Wednesday 6 January 2021

Movie Review: Greta (2018)

A psychological suspense drama, Greta delivers creepy enjoyment despite some clunky moments.

In New York City, Frances (Chloë Grace Moretz) is a twentysomething transplanted Bostonian who recently lost her mother and is enduring a strained relationship with her father. She works as a restaurant server and lives with her friend Erica (Maika Monroe). Frances finds an elegant handbag on the subway system and returns it to its owner, the elderly and lonely piano teacher Greta Hideg (Isabelle Huppert).

Frances starts a friendship with Greta and learns her husband has passed away and her daughter is away studying music in Paris. The two women establish a warm bond and Frances ignores Erica's warning that she may be getting too emotionally close to Greta as a substitute mother. But when Frances stumbles upon a creepy discovery in the older woman's closet, everything changes.

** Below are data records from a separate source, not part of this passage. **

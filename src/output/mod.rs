pub mod formatters;
pub mod telemetry;

pub use formatters::{format_reading, TelemetryPayload};
pub use telemetry::{LogSink, TelemetrySink};
#[cfg(feature = "mqtt")]
pub use telemetry::MqttTelemetry;
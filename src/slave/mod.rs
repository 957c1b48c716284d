//! Simulated devices answering on the bus.

pub mod bank;
pub mod handler;
pub mod loopback;
pub mod simulator;
pub mod table;

pub use bank::RegisterBank;
pub use handler::RequestHandler;
pub use loopback::LoopbackTransport;
pub use simulator::SensorSimulator;
pub use table::SlaveAddressTable;
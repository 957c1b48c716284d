use arc_swap::ArcSwap;
use std::sync::Arc;

use crate::modbus::registers::{floats_to_registers, Register};
use crate::utils::error::ModbusError;

/// Holding registers of one simulated device.
///
/// Contents are an immutable snapshot behind an atomic pointer. Readers
/// load one snapshot per request; refreshes and writes publish a whole new
/// snapshot, so a reader never sees a half-updated bank.
#[derive(Debug)]
pub struct RegisterBank {
    registers: ArcSwap<Vec<Register>>,
}

impl RegisterBank {
    pub fn new(initial: Vec<Register>) -> Self {
        Self {
            registers: ArcSwap::from_pointee(initial),
        }
    }

    pub fn from_floats(values: &[f32]) -> Self {
        Self::new(floats_to_registers(values))
    }

    pub fn len(&self) -> usize {
        self.registers.load().len()
    }

    pub fn is_empty(&self) -> bool {
        self.len() == 0
    }

    pub fn snapshot(&self) -> Arc<Vec<Register>> {
        self.registers.load_full()
    }

    /// Copy out `count` registers from `start`. Fails without returning
    /// anything when the range runs past the end of the bank.
    pub fn read(&self, start: u16, count: u16) -> Result<Vec<Register>, ModbusError> {
        let snapshot = self.registers.load();
        let begin = start as usize;
        let end = begin + count as usize;
        if end > snapshot.len() {
            return Err(ModbusError::OutOfRange { start, count });
        }
        Ok(snapshot[begin..end].to_vec())
    }

    /// Swap in a wholly new register set.
    pub fn replace(&self, registers: Vec<Register>) {
        self.registers.store(Arc::new(registers));
    }

    pub fn replace_floats(&self, values: &[f32]) {
        self.replace(floats_to_registers(values));
    }

    /// Copy-on-write update of a single register.
    /// The bound is checked against the snapshot being replaced, so a
    /// concurrent shrink turns the write into `OutOfRange`, never a lost write.
    pub fn write(&self, address: u16, value: Register) -> Result<(), ModbusError> {
        let index = address as usize;
        let mut in_range = false;
        self.registers.rcu(|current| {
            in_range = index < current.len();
            if !in_range {
                return Arc::clone(current);
            }
            let mut next = Vec::clone(current);
            next[index] = value;
            Arc::new(next)
        });
        if in_range {
            Ok(())
        } else {
            Err(ModbusError::OutOfRange { start: address, count: 1 })
        }
    }
}
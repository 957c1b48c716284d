pub mod master_service;
pub mod slave_service;

pub use master_service::MasterService;
pub use slave_service::SlaveService;
//! Bus master: discovery and periodic polling.

pub mod polling;
pub mod scanner;

pub use polling::{CycleReport, PollingCycle};
pub use scanner::BusScanner;
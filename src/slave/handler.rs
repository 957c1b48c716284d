use log::{debug, warn};
use std::sync::Arc;

use super::table::SlaveAddressTable;
use crate::modbus::protocol::{
    decode_request, encode_exception_response, encode_read_response, RequestFrame, ILLEGAL_DATA_ADDRESS,
};
use crate::utils::error::ModbusError;

/// Turns one inbound frame into at most one reply frame.
///
/// Unparseable frames and unknown IDs never get an answer. Out-of-range
/// addresses are dropped too unless exception replies are enabled, in which
/// case the device answers with exception 0x02 (illegal data address).
#[derive(Debug, Clone)]
pub struct RequestHandler {
    table: Arc<SlaveAddressTable>,
    exception_responses: bool,
}

impl RequestHandler {
    pub fn new(table: Arc<SlaveAddressTable>) -> Self {
        Self {
            table,
            exception_responses: false,
        }
    }

    pub fn with_exception_responses(mut self, enabled: bool) -> Self {
        self.exception_responses = enabled;
        self
    }

    pub fn table(&self) -> &Arc<SlaveAddressTable> {
        &self.table
    }

    pub fn handle(&self, bytes: &[u8]) -> Option<Vec<u8>> {
        let request = match decode_request(bytes) {
            Some(request) => request,
            None => {
                debug!("🔇 Dropping unrecognized frame: {}", hex::encode(bytes));
                return None;
            }
        };

        let bank = match self.table.resolve(request.slave_id()) {
            Ok(bank) => bank,
            Err(_) => {
                debug!("🔇 No device at address {}, ignoring", request.slave_id());
                return None;
            }
        };

        let result = match request {
            RequestFrame::ReadHoldingRegisters { slave_id, start_address, quantity } => {
                debug!(
                    "📨 Read request: device {}, start {}, quantity {}",
                    slave_id, start_address, quantity
                );
                bank.read(start_address, quantity)
                    .map(|registers| encode_read_response(slave_id, &registers))
            }
            RequestFrame::WriteSingleRegister { slave_id, address, value } => {
                debug!("📝 Write request: device {}, register {} = 0x{:04X}", slave_id, address, value);
                bank.write(address, value).map(|_| request.encode())
            }
        };

        match result {
            Ok(response) => Some(response),
            Err(ModbusError::OutOfRange { start, count }) => {
                warn!(
                    "⚠️  Device {}: registers {}+{} beyond bank of {}",
                    request.slave_id(),
                    start,
                    count,
                    bank.len()
                );
                self.exception_responses.then(|| {
                    encode_exception_response(request.slave_id(), request.function_code(), ILLEGAL_DATA_ADDRESS)
                })
            }
            Err(e) => {
                warn!("⚠️  Device {}: {}", request.slave_id(), e);
                None
            }
        }
    }
}
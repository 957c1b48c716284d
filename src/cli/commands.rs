use anyhow::Context;
use clap::{value_parser, Arg, ArgMatches, Command};
use log::info;
use std::sync::Arc;

use crate::config::Config;
use crate::modbus::client::ModbusClientTrait;
use crate::modbus::protocol::{MAX_READ_QUANTITY, MAX_SLAVE_ID, MIN_SLAVE_ID};
use crate::modbus::registers::registers_to_floats;
use crate::services::{MasterService, SlaveService};
use crate::slave::LoopbackTransport;

/// Build the command line interface.
pub fn build_cli() -> Command {
    Command::new("rs485-bus")
        .version(crate::VERSION)
        .about("Modbus RTU master and simulated slaves over RS-485")
        .arg(
            Arg::new("config")
                .short('c')
                .long("config")
                .value_name("FILE")
                .help("Path to TOML configuration file")
                .global(true),
        )
        .arg(
            Arg::new("port")
                .short('p')
                .long("port")
                .value_name("DEVICE")
                .help("Serial device, e.g. /dev/ttyUSB0")
                .global(true),
        )
        .arg(
            Arg::new("baud")
                .short('b')
                .long("baud")
                .value_name("RATE")
                .help("Baud rate")
                .global(true),
        )
        .subcommand(Command::new("master").about("Scan the bus, then poll every responding device until Ctrl+C"))
        .subcommand(
            Command::new("scan")
                .about("Probe a range of slave IDs once and list the responders")
                .arg(
                    Arg::new("from")
                        .long("from")
                        .value_name("ID")
                        .value_parser(value_parser!(u8).range(MIN_SLAVE_ID as i64..=MAX_SLAVE_ID as i64)),
                )
                .arg(
                    Arg::new("to")
                        .long("to")
                        .value_name("ID")
                        .value_parser(value_parser!(u8).range(MIN_SLAVE_ID as i64..=MAX_SLAVE_ID as i64)),
                ),
        )
        .subcommand(
            Command::new("read")
                .about("Read holding registers from one device")
                .arg(slave_arg())
                .arg(
                    Arg::new("start")
                        .long("start")
                        .value_name("ADDRESS")
                        .value_parser(value_parser!(u16))
                        .default_value("0"),
                )
                .arg(
                    Arg::new("count")
                        .long("count")
                        .value_name("N")
                        .value_parser(value_parser!(u16).range(1..=MAX_READ_QUANTITY as i64))
                        .default_value("2"),
                ),
        )
        .subcommand(
            Command::new("write")
                .about("Write a single holding register")
                .arg(slave_arg())
                .arg(
                    Arg::new("address")
                        .long("address")
                        .value_name("ADDRESS")
                        .value_parser(value_parser!(u16))
                        .required(true),
                )
                .arg(
                    Arg::new("value")
                        .long("value")
                        .value_name("VALUE")
                        .value_parser(value_parser!(u16))
                        .required(true),
                ),
        )
        .subcommand(Command::new("slave").about("Serve simulated devices on the slave port until Ctrl+C"))
        .subcommand(Command::new("simulate").about("Run master and simulated slaves in one process, no hardware"))
        .subcommand(
            Command::new("init-config")
                .about("Write a default configuration file")
                .arg(Arg::new("file").value_name("FILE").required(true)),
        )
}

fn slave_arg() -> Arg {
    Arg::new("slave")
        .short('s')
        .long("slave")
        .value_name("ID")
        .value_parser(value_parser!(u8).range(MIN_SLAVE_ID as i64..=MAX_SLAVE_ID as i64))
        .required(true)
}

async fn ctrl_c() {
    let _ = tokio::signal::ctrl_c().await;
    info!("🛑 Ctrl+C received, shutting down");
}

/// Dispatch the selected subcommand. Returns `false` when none was given.
pub async fn handle_subcommands(matches: &ArgMatches, mut config: Config) -> anyhow::Result<bool> {
    if let Some(init_matches) = matches.subcommand_matches("init-config") {
        let file = init_matches
            .get_one::<String>("file")
            .context("init-config requires a file")?;
        Config::default().save_to_file(file)?;
        println!("✅ Default configuration written to {}", file);
        return Ok(true);
    }

    if matches.subcommand_matches("master").is_some() {
        let service = MasterService::new(config).await?;
        service.run_until(ctrl_c()).await?;
        return Ok(true);
    }

    if let Some(scan_matches) = matches.subcommand_matches("scan") {
        let from = scan_matches.get_one::<u8>("from").copied().unwrap_or(config.master.scan_start);
        let to = scan_matches.get_one::<u8>("to").copied().unwrap_or(config.master.scan_end);
        let service = MasterService::new(config).await?;
        let found = service.scanner().scan(from..=to).await;
        if found.is_empty() {
            println!("❌ No devices answered in {}..={}", from, to);
        } else {
            println!("📡 Devices found: {:?}", found);
        }
        return Ok(true);
    }

    if let Some(read_matches) = matches.subcommand_matches("read") {
        let slave_id = *read_matches.get_one::<u8>("slave").context("missing --slave")?;
        let start = *read_matches.get_one::<u16>("start").context("missing --start")?;
        let count = *read_matches.get_one::<u16>("count").context("missing --count")?;
        let timeout = config.master.response_timeout();

        let service = MasterService::new(config).await?;
        let registers = service
            .client()
            .read_holding_registers(slave_id, start, count, timeout)
            .await?;
        println!(
            "✅ Device {}: [{}]",
            slave_id,
            registers.iter().map(|r| format!("0x{:04X}", r)).collect::<Vec<_>>().join(", ")
        );
        if let Ok(values) = registers_to_floats(&registers) {
            println!("📊 As float32: {:?}", values);
        }
        return Ok(true);
    }

    if let Some(write_matches) = matches.subcommand_matches("write") {
        let slave_id = *write_matches.get_one::<u8>("slave").context("missing --slave")?;
        let address = *write_matches.get_one::<u16>("address").context("missing --address")?;
        let value = *write_matches.get_one::<u16>("value").context("missing --value")?;
        let timeout = config.master.response_timeout();

        let service = MasterService::new(config).await?;
        service
            .client()
            .write_single_register(slave_id, address, value, timeout)
            .await?;
        println!("✅ Register {} on device {} set to {}", address, slave_id, value);
        return Ok(true);
    }

    if matches.subcommand_matches("slave").is_some() {
        if let Some(port) = matches.get_one::<String>("port") {
            config.slave.port = port.clone();
        }
        let service = SlaveService::new(&config)?;
        service.run().await?;
        return Ok(true);
    }

    if matches.subcommand_matches("simulate").is_some() {
        info!("🧪 Running master against in-process simulated devices");
        let slaves = SlaveService::new(&config)?;
        let refresher = slaves.spawn_refresh();
        let bus = Arc::new(LoopbackTransport::new(slaves.handler().clone()));

        let master = MasterService::with_transport(config, bus).await?;
        let result = master.run_until(ctrl_c()).await;
        refresher.abort();
        result?;
        return Ok(true);
    }

    Ok(false)
}
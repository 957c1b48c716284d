//! Modbus RTU over RS-485: a polling master that discovers devices and
//! forwards their float readings, and a simulator that answers as a set
//! of slave devices.

pub mod cli;
pub mod config;
pub mod master;
pub mod modbus;
pub mod output;
pub mod services;
pub mod slave;
pub mod storage;
pub mod utils;

pub use config::Config;
pub use master::{BusScanner, CycleReport, PollingCycle};
pub use modbus::{ModbusClient, ModbusClientTrait, SerialTransport, Transport};
pub use services::{MasterService, SlaveService};
pub use slave::{LoopbackTransport, RegisterBank, RequestHandler, SlaveAddressTable};
pub use utils::error::{FrameError, ModbusError};

#[cfg(feature = "sqlite")]
pub use storage::{Rs485Reading, SqliteManager};

pub const VERSION: &str = env!("CARGO_PKG_VERSION");
use async_trait::async_trait;
use log::debug;
use std::collections::VecDeque;
use std::sync::Mutex;
use std::time::Duration;

use super::handler::RequestHandler;
use crate::modbus::transport::Transport;
use crate::utils::error::ModbusError;

/// In-process bus: every frame sent is handed to the simulated devices and
/// any reply is queued for the next `receive`. Silence is reported as an
/// immediate timeout rather than waiting out the deadline.
pub struct LoopbackTransport {
    handler: RequestHandler,
    replies: Mutex<VecDeque<Vec<u8>>>,
}

impl LoopbackTransport {
    pub fn new(handler: RequestHandler) -> Self {
        Self {
            handler,
            replies: Mutex::new(VecDeque::new()),
        }
    }

    pub fn handler(&self) -> &RequestHandler {
        &self.handler
    }
}

#[async_trait]
impl Transport for LoopbackTransport {
    async fn send(&self, frame: &[u8]) -> Result<(), ModbusError> {
        debug!("📤 TX [loopback]: {}", hex::encode(frame));
        if let Some(reply) = self.handler.handle(frame) {
            self.replies.lock().map_err(|_| ModbusError::LockError)?.push_back(reply);
        }
        Ok(())
    }

    async fn receive(&self, _timeout: Duration) -> Result<Vec<u8>, ModbusError> {
        let reply = self.replies.lock().map_err(|_| ModbusError::LockError)?.pop_front();
        match reply {
            Some(frame) => {
                debug!("📥 RX [loopback]: {}", hex::encode(&frame));
                Ok(frame)
            }
            None => Err(ModbusError::Timeout),
        }
    }

    async fn clear(&self) -> Result<(), ModbusError> {
        self.replies.lock().map_err(|_| ModbusError::LockError)?.clear();
        Ok(())
    }
}

#[cfg(test)]
mod tests {
    use super::*;
    use crate::modbus::protocol::encode_read_request;
    use crate::slave::{RegisterBank, SlaveAddressTable};
    use std::sync::Arc;

    #[tokio::test]
    async fn test_reply_only_for_known_device() {
        let table = SlaveAddressTable::build(&[1], |_| RegisterBank::new(vec![7])).unwrap();
        let bus = LoopbackTransport::new(RequestHandler::new(Arc::new(table)));

        bus.send(&encode_read_request(1, 0, 1)).await.unwrap();
        assert!(bus.receive(Duration::from_millis(10)).await.is_ok());

        bus.send(&encode_read_request(9, 0, 1)).await.unwrap();
        assert!(matches!(bus.receive(Duration::from_millis(10)).await, Err(ModbusError::Timeout)));
    }
}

Starting off as a placid story about loss, loneliness and friendship, Greta gradually works its way towards Hitchcockian suspense bordering on horror territory. Director Neil Jordan co-wrote the script with Ray Wright, and demonstrates patience to introduce Frances, Greta and Erica as well-rounded characters, enhancing the emotional impact once peril is unleashed.

From the moment Frances awakens to evidence of deception, the tension mounts steadily with small acts of menacing harassment pointing to a deeply disturbed psyche. Jordan keeps the settings intimate, Greta's apartment a perfect trinket-laden psychological labyrinth, the subway system tunnels not offering any reprieve. Frances is nudged into a densifying web of trouble, Greta busily weaving an inescapable emotional and physical trap to try and fill the void in her soul.

Despite the delectable mood of dread, Jordan cannot avoid a few clunky moments and implausible character actions. On more than one occasion Frances passes up disengagement opportunities and makes blatantly ill-considered decisions solely designed to prolong the tension and sink her deeper into trouble. And Greta's behaviour unravels rather quickly towards flighty territory, testing internal consistency.

But bolstered by three excellent central performances, Greta survives the bumps. Isabelle Huppert expertly works towards the darkest corners of a twisted mind, and Chloë Grace Moretz finds the right notes as a victim experiencing the hazardous underbelly of innocent benevolence. Maika Monroe is a sharp presence as the trusty friend instinctively aware of the big city's inherent risks. The three leads are supported in small roles by Colm Feore as Frances' father and Stephen Rea as a private investigator.

In surreptitious style, Greta surveys the scope of friendship: from suffocation to salvation.